_WHAT YOU WILL DO:_ Search the listing for the string "PostgresRepository" and copy every line that contains it.

_DATA RECORDS:_
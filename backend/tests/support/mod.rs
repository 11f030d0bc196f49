//! Shared helpers for integration tests.

#![allow(dead_code)]

use std::collections::HashSet;
use std::io::Write;
use std::sync::Mutex;

use person_registry::models::Person;
use tempfile::NamedTempFile;

static ENV_LOCK: Mutex<()> = Mutex::new(());

/// Runs `f` with environment variables temporarily modified.
///
/// Restores the previous values on unwind and serializes access to the
/// process-global environment, since tests run in parallel.
///
/// `changes` is a list of `(key, value)` pairs:
/// - `Some(v)` sets the variable to `v`
/// - `None` removes the variable
pub fn with_scoped_env<F, R>(changes: &[(&str, Option<&str>)], f: F) -> R
where
    F: FnOnce() -> R,
{
    let _lock = ENV_LOCK.lock().unwrap_or_else(|poisoned| poisoned.into_inner());
    let _guard = ScopedEnv::new(changes);
    f()
}

/// Every variable the config loader reads, cleared.
pub const CONFIG_ENV_KEYS: &[&str] = &[
    "PERSON_REGISTRY_CONFIG",
    "HOST",
    "PORT",
    "REPOSITORY_TYPE",
    "DATABASE_URL",
    "PG_DATABASE_URL",
    "PG_POOL_MAX",
    "PG_POOL_MIN",
    "PG_CONN_TIMEOUT_SEC",
    "PG_IDLE_TIMEOUT_SEC",
];

/// `changes` on top of a clean config environment.
pub fn clean_config_env<'a>(
    changes: &[(&'a str, Option<&'a str>)],
) -> Vec<(&'a str, Option<&'a str>)> {
    let mut env: Vec<_> = CONFIG_ENV_KEYS
        .iter()
        .filter(|k| !changes.iter().any(|(c, _)| c == *k))
        .map(|k| (*k, None))
        .collect();
    env.extend_from_slice(changes);
    env
}

/// Write `content` to a temporary `.toml` file that lives as long as the handle.
pub fn config_file(content: &str) -> NamedTempFile {
    let mut file = tempfile::Builder::new()
        .suffix(".toml")
        .tempfile()
        .expect("create temp config");
    file.write_all(content.as_bytes()).expect("write temp config");
    file
}

pub fn ann_lee() -> Person {
    Person::new("Ann", "Lee", "ann@x.com").with_age(30)
}

struct ScopedEnv {
    snapshot: Vec<(String, Option<String>)>,
}

impl ScopedEnv {
    fn new(changes: &[(&str, Option<&str>)]) -> Self {
        let keys: HashSet<&str> = changes.iter().map(|(k, _)| *k).collect();
        let snapshot = keys
            .into_iter()
            .map(|k| (k.to_string(), std::env::var(k).ok()))
            .collect::<Vec<_>>();

        for (k, v) in changes {
            match v {
                Some(val) => std::env::set_var(k, val),
                None => std::env::remove_var(k),
            }
        }

        Self { snapshot }
    }
}

impl Drop for ScopedEnv {
    fn drop(&mut self) {
        for (k, v) in self.snapshot.drain(..) {
            match v {
                Some(val) => std::env::set_var(&k, val),
                None => std::env::remove_var(&k),
            }
        }
    }
}
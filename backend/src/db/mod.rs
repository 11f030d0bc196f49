//! Person storage and the business rules applied on top of it.
//!
//! # Architecture
//!
//! ```text
//! ┌─────────────────────────────────────────────────────────┐
//! │  HTTP Layer (crate::http)                               │
//! └───────────────────┬─────────────────────────────────────┘
//!                     │
//! ┌───────────────────▼─────────────────────────────────────┐
//! │  Service Layer (services.rs) - Business Rules           │
//! │  - Email uniqueness                                     │
//! │  - Existence checks for update/delete                   │
//! └───────────────────┬─────────────────────────────────────┘
//!                     │
//! ┌───────────────────▼─────────────────────────────────────┐
//! │  Repository Trait (repository/) - Abstract Interface    │
//! └───────────────────┬─────────────────────────────────────┘
//!                     │
//!     ┌───────────────┴────────────────┐
//!     │                                │
//! ┌───▼──────────────┐     ┌───────────▼─────────────┐
//! │ Local Repository │     │ Postgres Repository     │
//! │ (in-memory)      │     │ (Diesel, r2d2)          │
//! └──────────────────┘     └─────────────────────────┘
//! ```
//!
//! # Recommended Usage
//!
//! ```ignore
//! use person_registry::db::{services, RepositoryFactory};
//! use person_registry::models::Person;
//!
//! async fn example() -> Result<(), Box<dyn std::error::Error>> {
//!     let repo = RepositoryFactory::from_env().await?;
//!     let ann = services::create_person(repo.as_ref(), Person::new("Ann", "Lee", "ann@x.com")).await?;
//!     let found = services::get_person_by_id(repo.as_ref(), ann.id.unwrap()).await?;
//!     Ok(())
//! }
//! ```

#[cfg(not(any(feature = "postgres-repo", feature = "local-repo")))]
compile_error!("Enable at least one repository backend feature.");

pub mod factory;
pub mod repositories;
pub mod repository;
pub mod services;


// Postgres config is colocated with the repository implementation.
#[cfg(feature = "postgres-repo")]
pub use repositories::postgres::PostgresConfig;
#[cfg(not(feature = "postgres-repo"))]
#[derive(Debug, Clone)]
pub struct PostgresConfig {
    _private: (),
}

pub use factory::{RepositoryFactory, RepositoryType};
pub use repositories::LocalRepository;
#[cfg(feature = "postgres-repo")]
pub use repositories::PostgresRepository;
pub use repository::{ErrorContext, PersonRepository, RepositoryError, RepositoryResult};
pub use services::{ServiceError, ServiceResult};
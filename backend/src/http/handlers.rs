//! HTTP handlers for the REST API.
//!
//! Each handler corresponds to an API endpoint and delegates to the
//! service layer for business rules. Extractor rejections are taken as
//! `Result` so malformed input surfaces as [`AppError::BadRequest`] with the
//! same JSON error body as every other failure.

use axum::{
    extract::{
        rejection::{JsonRejection, PathRejection, QueryRejection},
        Path, Query, State,
    },
    http::StatusCode,
    Json,
};

use super::dto::{AgeFilterQuery, HealthResponse, LastNameQuery, PersonRequest};
use super::error::AppError;
use super::state::AppState;
use crate::db::services as db_services;
use crate::models::{Person, PersonId};

/// Result type for handlers.
pub type HandlerResult<T> = Result<Json<T>, AppError>;

/// Unwrap a JSON body and run field validation.
fn validated_person(
    state: &AppState,
    body: Result<Json<PersonRequest>, JsonRejection>,
) -> Result<Person, AppError> {
    let Json(request) = body?;
    request
        .validate(&state.validation)
        .map_err(AppError::Validation)?;
    Ok(request.into_person())
}

fn person_id(path: Result<Path<i64>, PathRejection>) -> Result<PersonId, AppError> {
    let Path(id) = path?;
    Ok(PersonId::new(id))
}

// =============================================================================
// Health Check
// =============================================================================

/// GET /health
///
/// Health check endpoint to verify the service is running and the store is reachable.
pub async fn health_check(State(state): State<AppState>) -> HandlerResult<HealthResponse> {
    let db_status = match db_services::health_check(state.repository.as_ref()).await {
        Ok(true) => "connected".to_string(),
        Ok(false) => "disconnected".to_string(),
        Err(e) => format!("error: {}", e),
    };

    Ok(Json(HealthResponse {
        status: "ok".to_string(),
        version: env!("CARGO_PKG_VERSION").to_string(),
        database: db_status,
    }))
}

// =============================================================================
// Person CRUD
// =============================================================================

/// POST /api/persons
pub async fn create_person(
    State(state): State<AppState>,
    body: Result<Json<PersonRequest>, JsonRejection>,
) -> Result<(StatusCode, Json<Person>), AppError> {
    let person = validated_person(&state, body)?;
    let created = db_services::create_person(state.repository.as_ref(), person).await?;
    Ok((StatusCode::CREATED, Json(created)))
}

/// GET /api/persons
pub async fn list_persons(State(state): State<AppState>) -> HandlerResult<Vec<Person>> {
    let persons = db_services::get_all_persons(state.repository.as_ref()).await?;
    Ok(Json(persons))
}

/// GET /api/persons/{id}
pub async fn get_person(
    State(state): State<AppState>,
    path: Result<Path<i64>, PathRejection>,
) -> HandlerResult<Person> {
    let id = person_id(path)?;
    db_services::get_person_by_id(state.repository.as_ref(), id)
        .await?
        .map(Json)
        .ok_or(AppError::NotFound)
}

/// GET /api/persons/email/{email}
pub async fn get_person_by_email(
    State(state): State<AppState>,
    path: Result<Path<String>, PathRejection>,
) -> HandlerResult<Person> {
    let Path(email) = path?;
    db_services::get_person_by_email(state.repository.as_ref(), &email)
        .await?
        .map(Json)
        .ok_or(AppError::NotFound)
}

/// PUT /api/persons/{id}
///
/// Replaces every mutable field. Omitted `age` or `phoneNumber` clear the
/// stored value.
pub async fn update_person(
    State(state): State<AppState>,
    path: Result<Path<i64>, PathRejection>,
    body: Result<Json<PersonRequest>, JsonRejection>,
) -> HandlerResult<Person> {
    let id = person_id(path)?;
    let details = validated_person(&state, body)?;
    let updated = db_services::update_person(state.repository.as_ref(), id, details).await?;
    Ok(Json(updated))
}

/// DELETE /api/persons/{id}
pub async fn delete_person(
    State(state): State<AppState>,
    path: Result<Path<i64>, PathRejection>,
) -> Result<StatusCode, AppError> {
    let id = person_id(path)?;
    db_services::delete_person(state.repository.as_ref(), id).await?;
    Ok(StatusCode::NO_CONTENT)
}

// =============================================================================
// Queries
// =============================================================================

/// GET /api/persons/search/lastname?lastname=...
pub async fn search_by_last_name(
    State(state): State<AppState>,
    query: Result<Query<LastNameQuery>, QueryRejection>,
) -> HandlerResult<Vec<Person>> {
    let Query(query) = query?;
    let persons =
        db_services::search_by_last_name(state.repository.as_ref(), &query.lastname).await?;
    Ok(Json(persons))
}

/// GET /api/persons/filter/age?minAge=...
///
/// Persons strictly older than `minAge`.
pub async fn filter_by_age(
    State(state): State<AppState>,
    query: Result<Query<AgeFilterQuery>, QueryRejection>,
) -> HandlerResult<Vec<Person>> {
    let Query(query) = query?;
    let persons =
        db_services::get_persons_older_than(state.repository.as_ref(), query.min_age).await?;
    Ok(Json(persons))
}
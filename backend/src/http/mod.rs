//! HTTP server module.
//!
//! Exposes the person service as a REST API under `/api/persons`.
//!
//! # Architecture
//!
//! ```text
//! ┌──────────────────────────────────────────────────────────┐
//! │  HTTP Layer (axum handlers)                              │
//! │  - Request parsing and payload validation                │
//! │  - JSON serialization/deserialization                    │
//! │  - CORS, compression, error → status mapping             │
//! └───────────────────┬──────────────────────────────────────┘
//!                     │
//! ┌───────────────────▼──────────────────────────────────────┐
//! │  Service Layer (db::services)                            │
//! │  - Email uniqueness, existence checks                    │
//! └───────────────────┬──────────────────────────────────────┘
//!                     │
//! ┌───────────────────▼──────────────────────────────────────┐
//! │  Repository Layer (db::repositories)                     │
//! │  - LocalRepository / PostgresRepository                  │
//! └──────────────────────────────────────────────────────────┘
//! ```

pub mod dto;
pub mod error;
pub mod handlers;
pub mod router;
pub mod state;

pub use router::{create_router, create_router_with_limit};
pub use state::AppState;
//! Data Transfer Objects for the HTTP API.
//!
//! Responses serialize [`Person`] directly. Requests go through
//! [`PersonRequest`], which is validated before any store access.

use serde::{Deserialize, Serialize};

use crate::config::ValidationSettings;
use crate::models::Person;

/// Request body for creating or replacing a person.
///
/// Missing string fields deserialize as empty and are then reported by
/// [`PersonRequest::validate`] rather than as a JSON shape error. `id` and
/// timestamps in the body are ignored.
#[derive(Debug, Clone, Default, PartialEq, Serialize, Deserialize)]
#[serde(rename_all = "camelCase")]
pub struct PersonRequest {
    #[serde(default)]
    pub first_name: String,
    #[serde(default)]
    pub last_name: String,
    #[serde(default)]
    pub email: String,
    #[serde(default)]
    pub age: Option<i32>,
    #[serde(default)]
    pub phone_number: Option<String>,
}

impl PersonRequest {
    /// Check field rules. Returns every violation, not just the first.
    pub fn validate(&self, rules: &ValidationSettings) -> Result<(), Vec<String>> {
        let mut violations = Vec::new();

        if self.first_name.trim().is_empty() {
            violations.push("firstName must not be blank".to_string());
        }
        if self.last_name.trim().is_empty() {
            violations.push("lastName must not be blank".to_string());
        }
        if self.email.trim().is_empty() {
            violations.push("email must not be blank".to_string());
        } else if !is_valid_email(&self.email) {
            violations.push(format!("email '{}' is not a valid email address", self.email));
        }

        match self.age {
            None if rules.require_age => violations.push("age is required".to_string()),
            Some(age) if !(0..=rules.max_age).contains(&age) => violations.push(format!(
                "age must be between 0 and {}, got {}",
                rules.max_age, age
            )),
            _ => {}
        }

        if violations.is_empty() {
            Ok(())
        } else {
            Err(violations)
        }
    }

    /// Convert into an unsaved [`Person`]. A blank phone number becomes `None`.
    pub fn into_person(self) -> Person {
        Person {
            id: None,
            first_name: self.first_name,
            last_name: self.last_name,
            email: self.email,
            age: self.age,
            phone_number: self.phone_number.filter(|p| !p.trim().is_empty()),
            created_at: None,
            updated_at: None,
        }
    }
}

/// Minimal `local@domain` shape check.
fn is_valid_email(email: &str) -> bool {
    if email.chars().any(char::is_whitespace) {
        return false;
    }
    let Some((local, domain)) = email.split_once('@') else {
        return false;
    };
    !local.is_empty()
        && !domain.is_empty()
        && !domain.contains('@')
        && !domain.starts_with('.')
        && !domain.ends_with('.')
}

/// Query parameters for the last-name search endpoint.
#[derive(Debug, Clone, Serialize, Deserialize)]
pub struct LastNameQuery {
    pub lastname: String,
}

/// Query parameters for the age filter endpoint.
#[derive(Debug, Clone, Serialize, Deserialize)]
pub struct AgeFilterQuery {
    #[serde(rename = "minAge")]
    pub min_age: i32,
}

/// Health check response.
#[derive(Debug, Clone, Serialize, Deserialize)]
pub struct HealthResponse {
    /// Status of the service
    pub status: String,
    /// Version of the crate
    pub version: String,
    /// Database connection status
    pub database: String,
}
//! In-memory local repository implementation.
//!
//! All rows live in a `BTreeMap` keyed by identifier behind a single
//! `RwLock`. The email uniqueness check and the write happen under the same
//! write guard, so concurrent inserts of one email cannot both succeed.

use async_trait::async_trait;
use chrono::Utc;
use parking_lot::RwLock;
use std::collections::BTreeMap;
use std::sync::Arc;

use crate::db::repository::{ErrorContext, PersonRepository, RepositoryError, RepositoryResult};
use crate::models::{Person, PersonId};

/// In-memory local repository.
///
/// Cloning shares the underlying data, which makes it easy to hand one
/// instance to the HTTP state and keep another for assertions.
///
/// # Example
/// ```
/// use person_registry::db::repositories::LocalRepository;
/// use person_registry::db::repository::PersonRepository;
/// use person_registry::models::Person;
///
/// let rt = tokio::runtime::Runtime::new().unwrap();
/// rt.block_on(async {
///     let repo = LocalRepository::new();
///     let saved = repo.save(&Person::new("Ann", "Lee", "ann@x.com")).await.unwrap();
///     assert!(saved.id.is_some());
///     assert_eq!(repo.person_count(), 1);
/// });
/// ```
#[derive(Clone)]
pub struct LocalRepository {
    data: Arc<RwLock<LocalData>>,
}

struct LocalData {
    persons: BTreeMap<PersonId, Person>,
    next_person_id: PersonId,
    is_healthy: bool,
}

impl Default for LocalData {
    fn default() -> Self {
        Self {
            persons: BTreeMap::new(),
            next_person_id: PersonId(1),
            is_healthy: true,
        }
    }
}

impl LocalData {
    /// Whether `email` belongs to a row other than `except`.
    fn email_taken(&self, email: &str, except: Option<PersonId>) -> bool {
        self.persons
            .values()
            .any(|p| p.email == email && p.id != except)
    }
}

impl LocalRepository {
    /// Create a new empty local repository.
    pub fn new() -> Self {
        Self {
            data: Arc::new(RwLock::new(LocalData::default())),
        }
    }

    /// Set the health status for testing connection failures.
    ///
    /// While unhealthy every operation other than `health_check` fails with a
    /// connection error.
    pub fn set_healthy(&self, healthy: bool) {
        self.data.write().is_healthy = healthy;
    }

    /// Clear all data from the repository. Identifiers restart at 1.
    pub fn clear(&self) {
        let mut data = self.data.write();
        *data = LocalData {
            is_healthy: data.is_healthy,
            ..Default::default()
        };
    }

    /// Get the number of persons stored.
    pub fn person_count(&self) -> usize {
        self.data.read().persons.len()
    }

    fn check_health(&self, operation: &str) -> RepositoryResult<()> {
        if !self.data.read().is_healthy {
            return Err(RepositoryError::connection("Database is not healthy")
                .with_context(ErrorContext::new(operation).with_entity("person")));
        }
        Ok(())
    }

    fn collect_where(&self, predicate: impl Fn(&Person) -> bool) -> Vec<Person> {
        self.data
            .read()
            .persons
            .values()
            .filter(|p| predicate(p))
            .cloned()
            .collect()
    }
}

impl Default for LocalRepository {
    fn default() -> Self {
        Self::new()
    }
}

#[async_trait]
impl PersonRepository for LocalRepository {
    async fn health_check(&self) -> RepositoryResult<bool> {
        Ok(self.data.read().is_healthy)
    }

    async fn save(&self, person: &Person) -> RepositoryResult<Person> {
        self.check_health("save")?;

        let mut data = self.data.write();
        let now = Utc::now();

        if data.email_taken(&person.email, person.id) {
            return Err(
                RepositoryError::conflict(format!("Email {} is already in use", person.email))
                    .with_context(
                        ErrorContext::new("save")
                            .with_entity("person")
                            .with_details("constraint=persons_email_key"),
                    ),
            );
        }

        let saved = match person.id {
            None => {
                let id = data.next_person_id;
                data.next_person_id = PersonId(id.0 + 1);

                let mut row = person.clone();
                row.id = Some(id);
                row.created_at = Some(now);
                row.updated_at = Some(now);
                row
            }
            Some(id) => {
                let existing = data.persons.get(&id).ok_or_else(|| {
                    RepositoryError::not_found(format!("Person {} not found", id)).with_context(
                        ErrorContext::new("save")
                            .with_entity("person")
                            .with_entity_id(id),
                    )
                })?;

                let mut row = person.clone();
                row.created_at = existing.created_at;
                row.updated_at = Some(now);
                row
            }
        };

        if let Some(id) = saved.id {
            data.persons.insert(id, saved.clone());
        }
        Ok(saved)
    }

    async fn delete_by_id(&self, id: PersonId) -> RepositoryResult<()> {
        self.check_health("delete_by_id")?;
        self.data.write().persons.remove(&id);
        Ok(())
    }

    async fn find_by_id(&self, id: PersonId) -> RepositoryResult<Option<Person>> {
        self.check_health("find_by_id")?;
        Ok(self.data.read().persons.get(&id).cloned())
    }

    async fn find_all(&self) -> RepositoryResult<Vec<Person>> {
        self.check_health("find_all")?;
        Ok(self.collect_where(|_| true))
    }

    async fn find_by_email(&self, email: &str) -> RepositoryResult<Option<Person>> {
        self.check_health("find_by_email")?;
        Ok(self
            .data
            .read()
            .persons
            .values()
            .find(|p| p.email == email)
            .cloned())
    }

    async fn find_by_last_name(&self, last_name: &str) -> RepositoryResult<Vec<Person>> {
        self.check_health("find_by_last_name")?;
        Ok(self.collect_where(|p| p.last_name == last_name))
    }

    async fn find_by_age_greater_than(&self, age: i32) -> RepositoryResult<Vec<Person>> {
        self.check_health("find_by_age_greater_than")?;
        Ok(self.collect_where(|p| p.age.is_some_and(|a| a > age)))
    }

    async fn exists_by_email(&self, email: &str) -> RepositoryResult<bool> {
        self.check_health("exists_by_email")?;
        Ok(self.data.read().email_taken(email, None))
    }

    async fn exists_by_id(&self, id: PersonId) -> RepositoryResult<bool> {
        self.check_health("exists_by_id")?;
        Ok(self.data.read().persons.contains_key(&id))
    }
}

_RESPONSE AREA:_
pub use repositories::PostgresRepository;
//! │  - LocalRepository / PostgresRepository                  │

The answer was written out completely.